BirdNet Pipeline Setup Instructions

Prerequisites

Access to the shared Azure Machine Learning (AML) workspace in the same subscription.
The following datastores should be configured:
- landing_kutuma_hashed: Contains raw audio recordings.
- ml_public_models: Stores the BirdNet model.
- bronze_audio_data: For processed and intermediate results.

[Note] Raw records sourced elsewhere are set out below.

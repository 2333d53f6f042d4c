//! The seven fixed lifecycle columns and grouping into them

use crate::types::{Assessment, AssessmentStatus};

/// Number of board columns
pub const COLUMN_COUNT: usize = 7;

/// A static column descriptor
#[derive(Debug, Clone, Copy, PartialEq, Eq)]
pub struct Column {
    /// Status this column represents
    pub id: AssessmentStatus,
    /// Display name of the column
    pub title: &'static str,
    /// One-line explanation shown under the title
    pub description: &'static str,
}

/// The board columns in lifecycle order
pub static COLUMNS: [Column; COLUMN_COUNT] = [
    Column {
        id: AssessmentStatus::Draft,
        title: "Draft",
        description: "Assessments being prepared",
    },
    Column {
        id: AssessmentStatus::Sent,
        title: "Sent",
        description: "Sent to the vendor, awaiting a response",
    },
    Column {
        id: AssessmentStatus::InProgress,
        title: "In Progress",
        description: "Vendor is completing the questionnaire",
    },
    Column {
        id: AssessmentStatus::Completed,
        title: "Completed",
        description: "Responses submitted, pending review",
    },
    Column {
        id: AssessmentStatus::Approved,
        title: "Approved",
        description: "Review finished, vendor approved",
    },
    Column {
        id: AssessmentStatus::Rejected,
        title: "Rejected",
        description: "Review finished, vendor rejected",
    },
    Column {
        id: AssessmentStatus::Expired,
        title: "Expired",
        description: "Response window lapsed",
    },
];

/// Position of a status's column on the board
pub fn column_index(status: AssessmentStatus) -> usize {
    match status {
        AssessmentStatus::Draft => 0,
        AssessmentStatus::Sent => 1,
        AssessmentStatus::InProgress => 2,
        AssessmentStatus::Completed => 3,
        AssessmentStatus::Approved => 4,
        AssessmentStatus::Rejected => 5,
        AssessmentStatus::Expired => 6,
    }
}

/// Descriptor for a status's column
pub fn column_for(status: AssessmentStatus) -> &'static Column {
    &COLUMNS[column_index(status)]
}

/// Assessments partitioned into the seven columns
#[derive(Debug, Clone)]
pub struct ColumnBuckets<'a> {
    buckets: [Vec<&'a Assessment>; COLUMN_COUNT],
}

impl<'a> ColumnBuckets<'a> {
    /// Contents of one column, in input order
    pub fn get(&self, status: AssessmentStatus) -> &[&'a Assessment] {
        &self.buckets[column_index(status)]
    }

    /// Columns paired with their contents, in board order
    pub fn iter(&self) -> impl Iterator<Item = (&'static Column, &[&'a Assessment])> + '_ {
        COLUMNS
            .iter()
            .zip(self.buckets.iter())
            .map(|(column, bucket)| (column, bucket.as_slice()))
    }

    /// Number of assessments across all columns
    pub fn total(&self) -> usize {
        self.buckets.iter().map(Vec::len).sum()
    }
}

/// Group assessments by status column.
///
/// Relative order within a column follows the input. Assessments whose status
/// is not one of the seven lifecycle values are left out.
pub fn group_by_column<'a, I>(assessments: I) -> ColumnBuckets<'a>
where
    I: IntoIterator<Item = &'a Assessment>,
{
    let mut buckets: [Vec<&'a Assessment>; COLUMN_COUNT] = std::array::from_fn(|_| Vec::new());
    for assessment in assessments {
        match assessment.known_status() {
            Some(status) => buckets[column_index(status)].push(assessment),
            None => tracing::debug!(
                "assessment {} has unrecognized status '{}', not placed on the board",
                assessment.id,
                assessment.status
            ),
        }
    }
    ColumnBuckets { buckets }
}
use std::path::PathBuf;

/// Returns the root board data directory path.
///
/// Resolution order:
/// 1. `VENDOR_BOARD_ROOT` environment variable (if set)
/// 2. Current working directory + `.vendor-board`
pub fn board_root() -> PathBuf {
    if let Ok(root) = std::env::var("VENDOR_BOARD_ROOT") {
        PathBuf::from(root)
    } else {
        PathBuf::from(".vendor-board")
    }
}

/// Returns the path to the config file.
pub fn config_path() -> PathBuf {
    board_root().join("config.yaml")
}

/// Returns the default path of the assessments data file.
pub fn default_data_file() -> PathBuf {
    board_root().join("assessments.yaml")
}
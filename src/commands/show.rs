use std::sync::Arc;

use super::{open_board, print_json};
use crate::board::ToastQueue;
use crate::error::Result;
use crate::types::AssessmentId;

/// Display a single assessment
pub async fn cmd_show(id: &str, output_json: bool) -> Result<()> {
    let toasts = Arc::new(ToastQueue::new());
    let board = open_board(toasts).await?;
    let detail = board.open_detail(&AssessmentId::new(id))?;

    if output_json {
        print_json(&serde_json::to_value(&detail)?)
    } else {
        println!("{detail}");
        Ok(())
    }
}
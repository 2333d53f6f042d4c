//! File-backed repository (YAML or JSON list of assessments)

use std::path::{Path, PathBuf};

use tokio::sync::Mutex;

use super::AssessmentRepository;
use crate::error::{BoardError, Result};
use crate::types::{Assessment, AssessmentId, AssessmentUpdate};

#[derive(Debug, Clone, Copy, PartialEq, Eq)]
enum FileFormat {
    Yaml,
    Json,
}

impl FileFormat {
    fn for_path(path: &Path) -> Self {
        match path.extension().and_then(|e| e.to_str()) {
            Some(ext) if ext.eq_ignore_ascii_case("json") => FileFormat::Json,
            _ => FileFormat::Yaml,
        }
    }
}

/// Repository that reads and rewrites a single data file.
///
/// The format follows the file extension: `.json` is JSON, anything else is
/// YAML. A missing file reads as an empty board.
#[derive(Debug)]
pub struct FileRepository {
    path: PathBuf,
    format: FileFormat,
    // Serializes read-modify-write cycles within this process
    write_lock: Mutex<()>,
}

impl FileRepository {
    pub fn new(path: impl Into<PathBuf>) -> Self {
        let path = path.into();
        let format = FileFormat::for_path(&path);
        Self {
            path,
            format,
            write_lock: Mutex::new(()),
        }
    }

    pub fn path(&self) -> &Path {
        &self.path
    }

    async fn read_all(&self) -> Result<Vec<Assessment>> {
        let content = match tokio::fs::read_to_string(&self.path).await {
            Ok(content) => content,
            Err(e) if e.kind() == std::io::ErrorKind::NotFound => {
                tracing::debug!("data file {} not found, board is empty", self.path.display());
                return Ok(vec![]);
            }
            Err(e) => return Err(io_error("read", &self.path, e)),
        };

        if content.trim().is_empty() {
            return Ok(vec![]);
        }

        let records = match self.format {
            FileFormat::Yaml => serde_yaml_ng::from_str(&content)?,
            FileFormat::Json => serde_json::from_str(&content)?,
        };
        Ok(records)
    }

    async fn write_all(&self, records: &[Assessment]) -> Result<()> {
        let content = match self.format {
            FileFormat::Yaml => serde_yaml_ng::to_string(records)?,
            FileFormat::Json => serde_json::to_string_pretty(records)?,
        };

        write_file_atomic(&self.path, &content).await
    }
}

fn io_error(operation: &str, path: &Path, e: std::io::Error) -> BoardError {
    BoardError::Io(std::io::Error::new(
        e.kind(),
        format!("Failed to {} {}: {}", operation, path.display(), e),
    ))
}

/// Write through a sibling temp file and rename it over `path`.
///
/// Either the new content is fully written or the old file is left as it was.
async fn write_file_atomic(path: &Path, content: &str) -> Result<()> {
    if let Some(parent) = path.parent()
        && !parent.as_os_str().is_empty()
    {
        tokio::fs::create_dir_all(parent)
            .await
            .map_err(|e| io_error("create directory for", path, e))?;
    }

    let temp_path = path.with_extension("tmp");
    tokio::fs::write(&temp_path, content)
        .await
        .map_err(|e| io_error("write", &temp_path, e))?;

    if let Err(e) = tokio::fs::rename(&temp_path, path).await {
        let _ = tokio::fs::remove_file(&temp_path).await;
        return Err(io_error("rename", path, e));
    }
    Ok(())
}

#[async_trait::async_trait]
impl AssessmentRepository for FileRepository {
    async fn fetch_assessments(&self) -> Result<Vec<Assessment>> {
        self.read_all().await
    }

    async fn update_assessment(&self, id: &AssessmentId, update: AssessmentUpdate) -> Result<()> {
        let _guard = self.write_lock.lock().await;

        let mut records = self.read_all().await?;
        let record = records
            .iter_mut()
            .find(|a| &a.id == id)
            .ok_or_else(|| BoardError::AssessmentNotFound(id.to_string()))?;
        update.apply_to(record);

        self.write_all(&records).await
    }
}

Setting Up the Pipeline in Azure Machine Learning Studio

1. Log into Azure Machine Learning Studio

Go to Azure Machine Learning Studio and select the workspace in your subscription.

2. Verify Datastores

Ensure that the necessary datastores are set up:

landing_kutuma_hashed
ml_public_models
bronze_audio_data

3. Verify Pipeline Configuration

The current pipeline is named BirdNet-Natural-State-RBP-Pipeline and processes audio recordings in phases:

Phases 1-3 handle ingestion, analysis, post-processing, and archiving of audio data.

4. Running the Pipeline

Open the pipeline in AML Studio.
Verify the input data directory under landing_kutuma_hashed.
Set the output locations in bronze_audio_data.
Click Submit to start the pipeline.

5. Monitor Execution

Once submitted, monitor the pipeline’s progress under Experiments. Detailed logs will be available for each step of the pipeline.

Pipeline Deployment

The BirdNet pipeline is deployed and managed primarily via a scheduled endpoint. Documentation on how to deploy this endpoint using Terraform is available in the NIP-Lakehouse-Infra repository.

For further details on setting up the infrastructure required for the MegaDetector pipeline, consult the Terraform configuration.